History and nomenclature
The game was invented in Germany in 1892 under the name "Stern-Halma" as a variation of the older American game Halma. The Stern (German for star) refers to the board's star shape (in contrast to the square board used in Halma).
The name "Chinese checkers" originated in the United States as a marketing scheme by Bill and Jack Pressman in 1928. The Pressman company's game was originally called "Hop Ching checkers". Like all Halma games, there's a similarity to checkers, but it did not originate in China nor any other part of Asia.
The game is known as tiàoqí (Chinese: 跳棋; lit. 'jump game') in Chinese. In Japan, the game has a variation called "diamond game" (ダイヤモンドゲーム) with slightly different rules.
Rules
The aim is to race all one's pieces into the star corner on the opposite side of the board before the opponents do the same. The destination corner is called home. Each player has 10 pieces, except in games between two players, when 15 pieces are used. (On bigger star boards, 15 or 21 pieces are used.)

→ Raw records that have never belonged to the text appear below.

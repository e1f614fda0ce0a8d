//! Bot simulation command
//!
//! Plays many full games with a random-letter bot and aggregates the
//! results. Games run in parallel; each game derives its own seed from the
//! base seed and game index, so a seeded run is reproducible regardless of
//! thread scheduling.

use crate::core::{GameSession, GameStatus, Guess};
use crate::wordlists::WordPicker;
use indicatif::{ProgressBar, ProgressStyle};
use rand::rngs::StdRng;
use rand::{Rng, SeedableRng};
use rayon::prelude::*;
use std::collections::HashMap;
use std::time::{Duration, Instant};

/// Aggregated result of a simulation run
#[derive(Debug)]
pub struct SimulationResult {
    pub total_games: usize,
    pub wins: usize,
    pub losses: usize,
    pub average_turns: f64,
    pub min_turns: u32,
    pub max_turns: u32,
    pub turn_distribution: HashMap<u32, usize>,
    pub duration: Duration,
    pub games_per_second: f64,
}

struct GameRecord {
    won: bool,
    turns: u32,
}

/// Run `count` bot games over the given vocabulary
///
/// With `Some(seed)` the entire run is deterministic; with `None` a fresh
/// base seed is drawn from the thread RNG.
#[must_use]
pub fn run_simulation(words: &[&str], count: usize, seed: Option<u64>) -> SimulationResult {
    let base_seed = seed.unwrap_or_else(|| rand::rng().random());

    let pb = ProgressBar::new(count as u64);
    pb.set_style(
        ProgressStyle::default_bar()
            .template("{spinner:.green} [{bar:40.cyan/blue}] {pos}/{len} ({percent}%)")
            .unwrap()
            .progress_chars("█▓▒░"),
    );

    let start = Instant::now();

    let records: Vec<GameRecord> = (0..count)
        .into_par_iter()
        .filter_map(|i| {
            let game_seed = base_seed.wrapping_add((i as u64).wrapping_mul(0x9E37_79B9_7F4A_7C15));
            let record = play_one(words, game_seed);
            pb.inc(1);
            record
        })
        .collect();

    let duration = start.elapsed();
    pb.finish_and_clear();

    aggregate(&records, duration)
}

/// Play a single bot game to a terminal state
///
/// The bot guesses uniformly among letters it has not tried this game, so
/// every game ends within 26 turns. Returns `None` only for an empty
/// vocabulary.
fn play_one(words: &[&str], seed: u64) -> Option<GameRecord> {
    let mut picker = WordPicker::seeded(seed);
    let secret = picker.pick(words)?;
    let mut session = GameSession::new(secret);

    // Letter choice gets its own stream, independent of word selection
    let mut rng = StdRng::seed_from_u64(seed ^ 0xA076_1D64_78BD_642F);
    let mut untried: Vec<u8> = (b'A'..=b'Z').collect();

    while session.status() == GameStatus::InProgress && !untried.is_empty() {
        let idx = rng.random_range(0..untried.len());
        let letter = untried.swap_remove(idx);
        if let Some(guess) = Guess::from_letter(letter) {
            session.apply(guess);
        }
    }

    Some(GameRecord {
        won: session.status() == GameStatus::Won,
        turns: session.turn_count(),
    })
}

fn aggregate(records: &[GameRecord], duration: Duration) -> SimulationResult {
    let total_games = records.len();
    let wins = records.iter().filter(|r| r.won).count();
    let total_turns: u64 = records.iter().map(|r| u64::from(r.turns)).sum();

    let mut turn_distribution: HashMap<u32, usize> = HashMap::new();
    let mut min_turns = u32::MAX;
    let mut max_turns = 0;
    for record in records {
        *turn_distribution.entry(record.turns).or_insert(0) += 1;
        min_turns = min_turns.min(record.turns);
        max_turns = max_turns.max(record.turns);
    }

    if records.is_empty() {
        min_turns = 0;
    }

    let average_turns = if total_games == 0 {
        0.0
    } else {
        total_turns as f64 / total_games as f64
    };

    SimulationResult {
        total_games,
        wins,
        losses: total_games - wins,
        average_turns,
        min_turns,
        max_turns,
        turn_distribution,
        duration,
        games_per_second: total_games as f64 / duration.as_secs_f64(),
    }
}

#[cfg(test)]
mod tests {
    use super::*;
    use crate::wordlists::WORDS;

    #[test]
    fn simulation_accounts_for_every_game() {
        let result = run_simulation(WORDS, 50, Some(42));

        assert_eq!(result.total_games, 50);
        assert_eq!(result.wins + result.losses, result.total_games);

        let distribution_sum: usize = result.turn_distribution.values().sum();
        assert_eq!(distribution_sum, result.total_games);
    }

    #[test]
    fn simulation_is_deterministic_under_seed() {
        let result1 = run_simulation(WORDS, 30, Some(7));
        let result2 = run_simulation(WORDS, 30, Some(7));

        assert_eq!(result1.wins, result2.wins);
        assert_eq!(result1.turn_distribution, result2.turn_distribution);
    }

    #[test]
    fn simulation_metrics_consistency() {
        let result = run_simulation(WORDS, 20, Some(3));

        assert!(result.average_turns >= f64::from(result.min_turns));
        assert!(result.average_turns <= f64::from(result.max_turns));

        // The bot never repeats a letter, so every game fits in 26 turns
        for &turns in result.turn_distribution.keys() {
            assert!((1..=26).contains(&turns));
        }
    }

    #[test]
    fn simulation_empty_vocabulary() {
        let result = run_simulation(&[], 10, Some(1));

        assert_eq!(result.total_games, 0);
        assert_eq!(result.wins, 0);
        assert_eq!(result.losses, 0);
        assert_eq!(result.min_turns, 0);
    }

    #[test]
    fn bot_game_reaches_terminal_state() {
        let record = play_one(WORDS, 123).unwrap();
        assert!(record.turns >= 1);
        assert!(record.turns <= 26);
    }
}
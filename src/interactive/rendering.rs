//! TUI rendering with ratatui
//!
//! Read-only views over the session state: mask, used letters, lives gauge,
//! round statistics, and message log.

use super::app::{App, InputMode, MessageStyle};
use crate::core::{GameStatus, STARTING_LIVES};
use crate::output::formatters::spaced;
use ratatui::{
    Frame,
    layout::{Alignment, Constraint, Direction, Layout, Rect},
    style::{Color, Modifier, Style},
    text::{Line, Span},
    widgets::{Block, BorderType, Borders, Gauge, List, ListItem, Paragraph},
};

/// Main UI rendering function
pub fn ui(f: &mut Frame, app: &App) {
    let chunks = Layout::default()
        .direction(Direction::Vertical)
        .constraints([
            Constraint::Length(3), // Header
            Constraint::Min(9),    // Main content
            Constraint::Length(7), // Messages
            Constraint::Length(3), // Status bar
        ])
        .split(f.area());

    render_header(f, chunks[0]);

    // Main content area - split horizontally
    let main_chunks = Layout::default()
        .direction(Direction::Horizontal)
        .constraints([
            Constraint::Percentage(60), // Word panel
            Constraint::Percentage(40), // Info panel
        ])
        .split(chunks[1]);

    render_word_panel(f, app, main_chunks[0]);
    render_info_panel(f, app, main_chunks[1]);

    render_messages(f, app, chunks[2]);
    render_status(f, app, chunks[3]);
}

fn render_header(f: &mut Frame, area: Rect) {
    let header = Paragraph::new("HANGMAN - Mystery Word")
        .style(
            Style::default()
                .fg(Color::Cyan)
                .add_modifier(Modifier::BOLD),
        )
        .alignment(Alignment::Center)
        .block(
            Block::default()
                .borders(Borders::ALL)
                .border_type(BorderType::Rounded)
                .style(Style::default().fg(Color::Cyan)),
        );
    f.render_widget(header, area);
}

fn render_word_panel(f: &mut Frame, app: &App, area: Rect) {
    let session = &app.session;

    let mut content = vec![
        Line::from(""),
        Line::from(Span::styled(
            spaced(session.mask()),
            Style::default()
                .fg(Color::Yellow)
                .add_modifier(Modifier::BOLD),
        ))
        .alignment(Alignment::Center),
        Line::from(""),
        Line::from(format!("Turn:   {}", session.turn_count()))
            .alignment(Alignment::Center),
        Line::from(format!("Errors: {}", session.error_count()))
            .alignment(Alignment::Center),
    ];

    if session.status() == GameStatus::Lost {
        content.push(Line::from(""));
        content.push(
            Line::from(Span::styled(
                format!("The word was: {}", session.secret()),
                Style::default().fg(Color::Red).add_modifier(Modifier::BOLD),
            ))
            .alignment(Alignment::Center),
        );
    }

    let paragraph = Paragraph::new(content).block(
        Block::default()
            .title(" Mystery Word ")
            .borders(Borders::ALL)
            .border_type(BorderType::Rounded),
    );

    f.render_widget(paragraph, area);
}

fn render_info_panel(f: &mut Frame, app: &App, area: Rect) {
    let chunks = Layout::default()
        .direction(Direction::Vertical)
        .constraints([
            Constraint::Length(3), // Lives gauge
            Constraint::Length(3), // Used letters
            Constraint::Min(3),    // Round stats
        ])
        .split(area);

    render_lives(f, app, chunks[0]);
    render_used_letters(f, app, chunks[1]);
    render_stats(f, app, chunks[2]);
}

fn render_lives(f: &mut Frame, app: &App, area: Rect) {
    let lives = app.session.lives();

    let color = match lives {
        0 | 1 => Color::Red,
        2 => Color::Yellow,
        _ => Color::Green,
    };

    let gauge = Gauge::default()
        .block(
            Block::default()
                .title(" Lives ")
                .borders(Borders::ALL)
                .border_type(BorderType::Rounded),
        )
        .gauge_style(Style::default().fg(color))
        .ratio(f64::from(lives) / f64::from(STARTING_LIVES))
        .label(format!("{lives}/{STARTING_LIVES}"));

    f.render_widget(gauge, area);
}

fn render_used_letters(f: &mut Frame, app: &App, area: Rect) {
    let wrong = app.session.wrong_guesses();

    let content = if wrong.is_empty() {
        Line::from(Span::styled(
            "none yet",
            Style::default().fg(Color::DarkGray),
        ))
    } else {
        Line::from(Span::styled(
            spaced(wrong),
            Style::default().fg(Color::Red),
        ))
    };

    let paragraph = Paragraph::new(content).block(
        Block::default()
            .title(" Used Letters ")
            .borders(Borders::ALL)
            .border_type(BorderType::Rounded),
    );

    f.render_widget(paragraph, area);
}

fn render_stats(f: &mut Frame, app: &App, area: Rect) {
    let stats = &app.stats;

    let content = vec![
        Line::from(format!("Rounds played: {}", stats.total_games)),
        Line::from(format!("Rounds won:    {}", stats.games_won)),
    ];

    let paragraph = Paragraph::new(content).block(
        Block::default()
            .title(" Session ")
            .borders(Borders::ALL)
            .border_type(BorderType::Rounded),
    );

    f.render_widget(paragraph, area);
}

fn render_messages(f: &mut Frame, app: &App, area: Rect) {
    let items: Vec<ListItem> = app
        .messages
        .iter()
        .map(|m| {
            let style = match m.style {
                MessageStyle::Info => Style::default().fg(Color::White),
                MessageStyle::Success => Style::default().fg(Color::Green),
                MessageStyle::Error => Style::default().fg(Color::Red),
            };
            ListItem::new(Line::from(Span::styled(m.text.clone(), style)))
        })
        .collect();

    let list = List::new(items).block(
        Block::default()
            .title(" Messages ")
            .borders(Borders::ALL)
            .border_type(BorderType::Rounded),
    );

    f.render_widget(list, area);
}

fn render_status(f: &mut Frame, app: &App, area: Rect) {
    let help = match app.input_mode {
        InputMode::Guessing => "Type a letter to guess | Esc/Ctrl-C: quit",
        InputMode::RoundOver => "n: new round | q/Esc: quit",
    };

    let status = Paragraph::new(help)
        .style(Style::default().fg(Color::DarkGray))
        .alignment(Alignment::Center)
        .block(
            Block::default()
                .borders(Borders::ALL)
                .border_type(BorderType::Rounded),
        );

    f.render_widget(status, area);
}
//! Core domain types for hangman
//!
//! This module contains the game-state machine and its supporting types with
//! zero terminal dependencies. Everything here is pure and directly testable.

mod guess;
mod session;
mod word;

pub use guess::{Guess, GuessError};
pub use session::{GameSession, GameStatus, GuessOutcome, PLACEHOLDER, STARTING_LIVES};
pub use word::{SecretWord, WordError};
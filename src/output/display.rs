//! Display functions for the classic mode and command results

use super::formatters::{lives_bar, pluralize, spaced};
use crate::commands::SimulationResult;
use crate::core::GameSession;
use colored::Colorize;

/// Print the one-time welcome banner
pub fn print_welcome() {
    println!();
    println!("{}", "WELCOME TO ## HANGMAN ##".bright_cyan().bold());
    println!("FIND OUR MYSTERY WORD BEFORE YOU RUN OUT OF LIVES");
    println!("YOU HAVE FIVE");
    println!("GOOD LUCK!");
    println!();
}

/// Print the reveal mask as spaced letters
pub fn print_mystery_word(session: &GameSession) {
    println!(
        "MYSTERY WORD:  {}",
        spaced(session.mask()).bright_yellow().bold()
    );
    println!();
}

/// Print the per-turn status block: turn number, mask, used letters, lives,
/// errors
pub fn print_turn_status(session: &GameSession) {
    println!();
    println!("{}", format!("TURN {}", session.turn_count()).bold());
    println!("======");
    println!();

    print_mystery_word(session);

    println!(
        "These letters you already used:  {}",
        spaced(session.wrong_guesses()).red()
    );
    println!();

    let lives = session.lives();
    println!(
        "You have {} {} left  [{}]",
        lives,
        pluralize(lives, "life", "lives"),
        lives_bar(lives, 10).green()
    );

    let errors = session.error_count();
    println!(
        "You have made {} {}",
        errors,
        pluralize(errors, "error", "errors")
    );
    println!();
}

/// Print the win summary: turns taken, revealed word, lives left
pub fn print_win(session: &GameSession) {
    let lives = session.lives();
    println!();
    println!("{}", "Well played!".bright_green().bold());
    println!(
        "It took you {} turns to solve the puzzle and find the mystery word: {}",
        session.turn_count(),
        session.secret().text().bright_yellow().bold()
    );
    println!(
        "You had {} {} left",
        lives,
        pluralize(lives, "life", "lives")
    );
    println!();
}

/// Print the loss summary: turns taken, the unmasked word, GAME OVER banner
pub fn print_loss(session: &GameSession) {
    println!();
    println!("Auwch. You do not have any lives left.");
    println!(
        "You had {} turns and you still were not capable of finding the mystery word ;)",
        session.turn_count()
    );
    println!(
        "The mystery word was {}",
        session.secret().text().bright_yellow().bold()
    );
    println!("{}", "***********".red());
    println!("{}", "*GAME OVER*".red().bold());
    println!("{}", "***********".red());
    println!();
}

/// Print the result of a bot simulation run
pub fn print_simulation_result(result: &SimulationResult) {
    println!("\n{}", "═".repeat(60).cyan());
    println!(" {} ", "SIMULATION RESULTS".bright_cyan().bold());
    println!("{}", "═".repeat(60).cyan());

    let win_rate = if result.total_games == 0 {
        0.0
    } else {
        result.wins as f64 / result.total_games as f64 * 100.0
    };

    println!("\n  Games played:   {}", result.total_games);
    println!(
        "  Wins:           {} ({})",
        result.wins.to_string().green().bold(),
        format!("{win_rate:.1}%").green()
    );
    println!("  Losses:         {}", result.losses.to_string().red());
    println!("  Average turns:  {:.2}", result.average_turns);
    println!(
        "  Turn range:     {}-{}",
        result.min_turns, result.max_turns
    );
    println!(
        "  Time:           {:.2}s ({:.0} games/sec)",
        result.duration.as_secs_f64(),
        result.games_per_second
    );

    if !result.turn_distribution.is_empty() {
        println!("\n  Turn distribution:");

        let max_count = result
            .turn_distribution
            .values()
            .copied()
            .max()
            .unwrap_or(1);

        let mut turns: Vec<_> = result.turn_distribution.keys().copied().collect();
        turns.sort_unstable();

        for turn in turns {
            let count = result.turn_distribution[&turn];
            let bar_len = (count as f64 / max_count as f64 * 30.0) as usize;
            println!(
                "  {:>4}: {} {}",
                turn,
                "█".repeat(bar_len.max(1)).cyan(),
                count
            );
        }
    }

    println!();
}
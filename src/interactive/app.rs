//! TUI application state and logic

use crate::core::{GameSession, GameStatus, Guess, GuessOutcome};
use crate::wordlists::{WORDS, WordPicker};
use anyhow::{Context, Result};
use crossterm::{
    event::{
        self, DisableMouseCapture, EnableMouseCapture, Event, KeyCode, KeyEventKind, KeyModifiers,
    },
    execute,
    terminal::{EnterAlternateScreen, LeaveAlternateScreen, disable_raw_mode, enable_raw_mode},
};
use ratatui::{Terminal, backend::CrosstermBackend};
use std::io;

/// Application state
pub struct App {
    pub session: GameSession,
    pub messages: Vec<Message>,
    pub stats: Statistics,
    pub input_mode: InputMode,
    pub should_quit: bool,
    picker: WordPicker,
}

#[derive(Debug, Clone, PartialEq, Eq)]
pub enum InputMode {
    /// Letter keys are guesses
    Guessing,
    /// The round ended; waiting for new-game or quit
    RoundOver,
}

#[derive(Debug, Clone)]
pub struct Message {
    pub text: String,
    pub style: MessageStyle,
}

#[derive(Debug, Clone)]
pub enum MessageStyle {
    Info,
    Success,
    Error,
}

#[derive(Debug, Default, Clone)]
pub struct Statistics {
    pub total_games: usize,
    pub games_won: usize,
}

impl App {
    /// Create the app and start the first round
    ///
    /// # Errors
    /// Returns an error if no secret word can be drawn from the vocabulary.
    pub fn new(seed: Option<u64>) -> Result<Self> {
        let mut picker = WordPicker::from_seed(seed);
        let session = draw_session(&mut picker)?;

        Ok(Self {
            session,
            messages: vec![Message {
                text: "Welcome! Type a letter to guess the mystery word.".to_string(),
                style: MessageStyle::Info,
            }],
            stats: Statistics::default(),
            input_mode: InputMode::Guessing,
            should_quit: false,
            picker,
        })
    }

    /// Handle a letter key as a guess
    pub fn handle_guess(&mut self, c: char) {
        let guess = c
            .is_ascii_alphabetic()
            .then(|| Guess::from_letter(c.to_ascii_uppercase() as u8))
            .flatten();
        let Some(guess) = guess else {
            self.add_message(
                &format!("'{c}' is not a letter from the alphabet"),
                MessageStyle::Error,
            );
            return;
        };

        match self.session.apply(guess) {
            GuessOutcome::Hit {
                letter,
                newly_revealed,
            } => {
                let letter = letter as char;
                if newly_revealed == 0 {
                    self.add_message(
                        &format!("'{letter}' was already revealed"),
                        MessageStyle::Info,
                    );
                } else {
                    self.add_message(
                        &format!("'{letter}' appears {newly_revealed} more time(s)!"),
                        MessageStyle::Success,
                    );
                }
            }
            GuessOutcome::Miss { letter, repeated } => {
                let letter = letter as char;
                if repeated {
                    self.add_message(
                        &format!("'{letter}' again - another life lost"),
                        MessageStyle::Error,
                    );
                } else {
                    self.add_message(
                        &format!("'{letter}' is not in the word"),
                        MessageStyle::Error,
                    );
                }
            }
        }

        self.check_round_end();
    }

    /// Start a new round with a freshly drawn word
    ///
    /// # Errors
    /// Returns an error if no secret word can be drawn from the vocabulary.
    pub fn new_game(&mut self) -> Result<()> {
        self.session = draw_session(&mut self.picker)?;
        self.input_mode = InputMode::Guessing;
        self.messages.clear();
        self.add_message("New round! Type a letter to guess.", MessageStyle::Info);
        Ok(())
    }

    pub fn add_message(&mut self, text: &str, style: MessageStyle) {
        self.messages.push(Message {
            text: text.to_string(),
            style,
        });

        // Keep only last 5 messages
        if self.messages.len() > 5 {
            self.messages.remove(0);
        }
    }

    fn check_round_end(&mut self) {
        match self.session.status() {
            GameStatus::Won => {
                self.stats.total_games += 1;
                self.stats.games_won += 1;
                self.input_mode = InputMode::RoundOver;
                self.add_message(
                    &format!(
                        "Well played! Solved in {} turns.",
                        self.session.turn_count()
                    ),
                    MessageStyle::Success,
                );
                self.add_message("Press 'n' for a new round or 'q' to quit.", MessageStyle::Info);
            }
            GameStatus::Lost => {
                self.stats.total_games += 1;
                self.input_mode = InputMode::RoundOver;
                self.add_message(
                    &format!("Out of lives! The word was {}.", self.session.secret()),
                    MessageStyle::Error,
                );
                self.add_message("Press 'n' for a new round or 'q' to quit.", MessageStyle::Info);
            }
            GameStatus::InProgress => {}
        }
    }
}

fn draw_session(picker: &mut WordPicker) -> Result<GameSession> {
    let secret = picker.pick(WORDS).context("vocabulary is empty")?;
    Ok(GameSession::new(secret))
}

/// Run the TUI application
///
/// # Errors
///
/// Returns an error if terminal setup/cleanup fails or if there's an I/O
/// error during rendering or event handling.
pub fn run_tui(app: App) -> Result<()> {
    // Setup terminal
    enable_raw_mode()?;
    let mut stdout = io::stdout();
    execute!(stdout, EnterAlternateScreen, EnableMouseCapture)?;
    let backend = CrosstermBackend::new(stdout);
    let mut terminal = Terminal::new(backend)?;

    // Run app
    let res = run_app(&mut terminal, app);

    // Restore terminal
    disable_raw_mode()?;
    execute!(
        terminal.backend_mut(),
        LeaveAlternateScreen,
        DisableMouseCapture
    )?;
    terminal.show_cursor()?;

    if let Err(err) = res {
        eprintln!("Error: {err}");
    }

    Ok(())
}

fn run_app<B: ratatui::backend::Backend>(terminal: &mut Terminal<B>, mut app: App) -> Result<()> {
    loop {
        terminal.draw(|f| super::rendering::ui(f, &app))?;

        if let Event::Key(key) = event::read()? {
            // Only process key press events (fixes Windows double-input bug)
            if key.kind != KeyEventKind::Press {
                continue;
            }

            match app.input_mode {
                InputMode::Guessing => match key.code {
                    KeyCode::Char('c') if key.modifiers.contains(KeyModifiers::CONTROL) => {
                        app.should_quit = true;
                    }
                    KeyCode::Esc => {
                        app.should_quit = true;
                    }
                    // Every letter key is a guess here, including 'q' and 'n'
                    KeyCode::Char(c) => {
                        app.handle_guess(c);
                    }
                    _ => {}
                },
                InputMode::RoundOver => match key.code {
                    KeyCode::Char('c') if key.modifiers.contains(KeyModifiers::CONTROL) => {
                        app.should_quit = true;
                    }
                    KeyCode::Char('q') | KeyCode::Esc => {
                        app.should_quit = true;
                    }
                    KeyCode::Char('n') => {
                        app.new_game()?;
                    }
                    _ => {
                        // Ignore other keys between rounds
                    }
                },
            }
        }

        if app.should_quit {
            break;
        }
    }

    Ok(())
}
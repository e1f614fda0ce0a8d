//! Command implementations

pub mod classic;
pub mod simulate;

pub use classic::run_classic;
pub use simulate::{SimulationResult, run_simulation};
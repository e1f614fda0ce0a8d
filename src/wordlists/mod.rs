//! Word list and random selection
//!
//! Provides the embedded candidate vocabulary and a seedable picker for
//! choosing the secret word.

mod embedded;
pub mod picker;

pub use embedded::{WORD_COUNT, WORDS};
pub use picker::WordPicker;

#[cfg(test)]
mod tests {
    use super::*;

    #[test]
    fn word_count_matches_const() {
        assert_eq!(WORDS.len(), WORD_COUNT);
    }

    #[test]
    fn words_are_lowercase_ascii() {
        for &word in WORDS {
            assert!(!word.is_empty(), "Empty word in list");
            assert!(
                word.chars().all(|c| c.is_ascii_lowercase()),
                "Word '{word}' contains non-lowercase chars"
            );
        }
    }

    #[test]
    fn words_are_unique() {
        let unique: std::collections::HashSet<_> = WORDS.iter().collect();
        assert_eq!(unique.len(), WORDS.len());
    }
}
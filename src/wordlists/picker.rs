//! Random word selection
//!
//! Wraps a seedable RNG so the secret word can be fixed deterministically in
//! tests and via the `--seed` flag, instead of relying on live randomness.

use crate::core::SecretWord;
use rand::SeedableRng;
use rand::prelude::IndexedRandom;
use rand::rngs::StdRng;

/// Uniform word picker over a candidate list
#[derive(Debug)]
pub struct WordPicker {
    rng: StdRng,
}

impl WordPicker {
    /// Create a picker seeded from the operating system
    #[must_use]
    pub fn new() -> Self {
        Self {
            rng: StdRng::from_os_rng(),
        }
    }

    /// Create a deterministic picker from a fixed seed
    ///
    /// The same seed over the same list always selects the same sequence of
    /// words.
    #[must_use]
    pub fn seeded(seed: u64) -> Self {
        Self {
            rng: StdRng::seed_from_u64(seed),
        }
    }

    /// Create a picker from an optional seed
    ///
    /// `Some(seed)` gives a deterministic picker, `None` an OS-seeded one.
    #[must_use]
    pub fn from_seed(seed: Option<u64>) -> Self {
        seed.map_or_else(Self::new, Self::seeded)
    }

    /// Pick a secret word uniformly at random from the candidate list
    ///
    /// Returns `None` if the list is empty or the chosen entry is not a
    /// valid word.
    pub fn pick(&mut self, words: &[&str]) -> Option<SecretWord> {
        words
            .choose(&mut self.rng)
            .and_then(|w| SecretWord::new(*w).ok())
    }
}

impl Default for WordPicker {
    fn default() -> Self {
        Self::new()
    }
}

#[cfg(test)]
mod tests {
    use super::*;
    use crate::wordlists::WORDS;

    #[test]
    fn seeded_picker_is_deterministic() {
        let mut picker1 = WordPicker::seeded(42);
        let mut picker2 = WordPicker::seeded(42);

        for _ in 0..10 {
            assert_eq!(picker1.pick(WORDS), picker2.pick(WORDS));
        }
    }

    #[test]
    fn different_seeds_diverge() {
        let mut picker1 = WordPicker::seeded(1);
        let mut picker2 = WordPicker::seeded(2);

        let seq1: Vec<_> = (0..10).map(|_| picker1.pick(WORDS).unwrap()).collect();
        let seq2: Vec<_> = (0..10).map(|_| picker2.pick(WORDS).unwrap()).collect();

        assert_ne!(seq1, seq2);
    }

    #[test]
    fn pick_comes_from_the_list() {
        let mut picker = WordPicker::seeded(7);
        let word = picker.pick(WORDS).unwrap();
        assert!(
            WORDS
                .iter()
                .any(|w| w.to_uppercase() == word.text())
        );
    }

    #[test]
    fn pick_empty_list_is_none() {
        let mut picker = WordPicker::seeded(7);
        assert!(picker.pick(&[]).is_none());
    }

    #[test]
    fn from_seed_routes_to_seeded() {
        let mut picker1 = WordPicker::from_seed(Some(99));
        let mut picker2 = WordPicker::seeded(99);
        assert_eq!(picker1.pick(WORDS), picker2.pick(WORDS));
    }
}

In "hop across", the most popular variation, each player starts with their colored pieces on one of the six points or corners of the star and attempts to race them all home into the opposite corner. Players take turns moving a single piece, either by moving one step in any direction to an adjacent empty space, or by jumping in one or any number of available consecutive hops over other single pieces. A player may not combine hopping with a single-step move – a move consists of one or the other. There is no capturing in Chinese checkers, so pieces that are hopped over remain active and in play. Turns proceed clockwise around the board.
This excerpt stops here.